RECORDED DATA:
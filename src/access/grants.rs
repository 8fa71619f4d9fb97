//! Sharing a project with users and teams.
//!
//! Every mutation needs admin on the project. Listing needs read and is
//! closed to link-share actors.

use chrono::Utc;

use super::gate;
use crate::error::{Error, Result};
use crate::store::Store;
use crate::types::{Actor, Permission, TeamGrant, UserGrant};

fn require_user_admin<S: Store + ?Sized>(store: &S, actor: &Actor, project_id: i64) -> Result<gate::ProjectAccess> {
    if actor.is_link_share() {
        return Err(Error::Forbidden);
    }
    gate::require_admin(store, actor, project_id)
}

fn require_user_read<S: Store + ?Sized>(store: &S, actor: &Actor, project_id: i64) -> Result<()> {
    if actor.is_link_share() {
        return Err(Error::Forbidden);
    }
    gate::require_read(store, actor, project_id).map(|_| ())
}

pub fn list_user_grants<S: Store + ?Sized>(store: &S, actor: &Actor, project_id: i64) -> Result<Vec<UserGrant>> {
    require_user_read(store, actor, project_id)?;
    store.list_project_user_grants(project_id)
}

/// Grants `permission` on the project to a user. The owner and users that
/// already hold a direct grant are rejected with `AlreadyHasAccess`.
pub fn add_user_grant<S: Store + ?Sized>(
    store: &S,
    actor: &Actor,
    project_id: i64,
    user_id: i64,
    permission: Permission,
) -> Result<UserGrant> {
    let access = require_user_admin(store, actor, project_id)?;
    store.get_user(user_id)?.ok_or(Error::UserNotFound(user_id))?;

    if access.project.owner_id == user_id {
        return Err(Error::AlreadyHasAccess);
    }

    let now = Utc::now();
    let grant = UserGrant {
        project_id,
        user_id,
        permission,
        created_at: now,
        updated_at: now,
    };
    store.create_user_grant(&grant)?;

    tracing::info!(project_id, user_id, permission = permission.as_str(), "Shared project with user");
    Ok(grant)
}

pub fn update_user_grant<S: Store + ?Sized>(
    store: &S,
    actor: &Actor,
    project_id: i64,
    user_id: i64,
    permission: Permission,
) -> Result<UserGrant> {
    require_user_admin(store, actor, project_id)?;
    let mut grant = store
        .get_user_grant(user_id, project_id)?
        .ok_or(Error::NotFound)?;

    grant.permission = permission;
    grant.updated_at = Utc::now();
    store.update_user_grant(&grant)?;
    Ok(grant)
}

pub fn remove_user_grant<S: Store + ?Sized>(
    store: &S,
    actor: &Actor,
    project_id: i64,
    user_id: i64,
) -> Result<()> {
    require_user_admin(store, actor, project_id)?;
    if !store.delete_user_grant(user_id, project_id)? {
        return Err(Error::NotFound);
    }
    tracing::info!(project_id, user_id, "Removed user from project");
    Ok(())
}

pub fn list_team_grants<S: Store + ?Sized>(store: &S, actor: &Actor, project_id: i64) -> Result<Vec<TeamGrant>> {
    require_user_read(store, actor, project_id)?;
    store.list_project_team_grants(project_id)
}

pub fn add_team_grant<S: Store + ?Sized>(
    store: &S,
    actor: &Actor,
    project_id: i64,
    team_id: i64,
    permission: Permission,
) -> Result<TeamGrant> {
    require_user_admin(store, actor, project_id)?;
    store.get_team(team_id)?.ok_or(Error::TeamNotFound(team_id))?;

    let now = Utc::now();
    let grant = TeamGrant {
        project_id,
        team_id,
        permission,
        created_at: now,
        updated_at: now,
    };
    store.create_team_grant(&grant)?;

    tracing::info!(project_id, team_id, permission = permission.as_str(), "Shared project with team");
    Ok(grant)
}

pub fn update_team_grant<S: Store + ?Sized>(
    store: &S,
    actor: &Actor,
    project_id: i64,
    team_id: i64,
    permission: Permission,
) -> Result<TeamGrant> {
    require_user_admin(store, actor, project_id)?;
    let mut grant = store
        .get_team_grant(team_id, project_id)?
        .ok_or(Error::NotFound)?;

    grant.permission = permission;
    grant.updated_at = Utc::now();
    store.update_team_grant(&grant)?;
    Ok(grant)
}

pub fn remove_team_grant<S: Store + ?Sized>(
    store: &S,
    actor: &Actor,
    project_id: i64,
    team_id: i64,
) -> Result<()> {
    require_user_admin(store, actor, project_id)?;
    if !store.delete_team_grant(team_id, project_id)? {
        return Err(Error::NotFound);
    }
    tracing::info!(project_id, team_id, "Removed team from project");
    Ok(())
}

ASSIGNED TASK:
Lines with "AlreadyHasAccess" in the listing above: state how many there are, and nothing else.

TASK SOLUTION:
2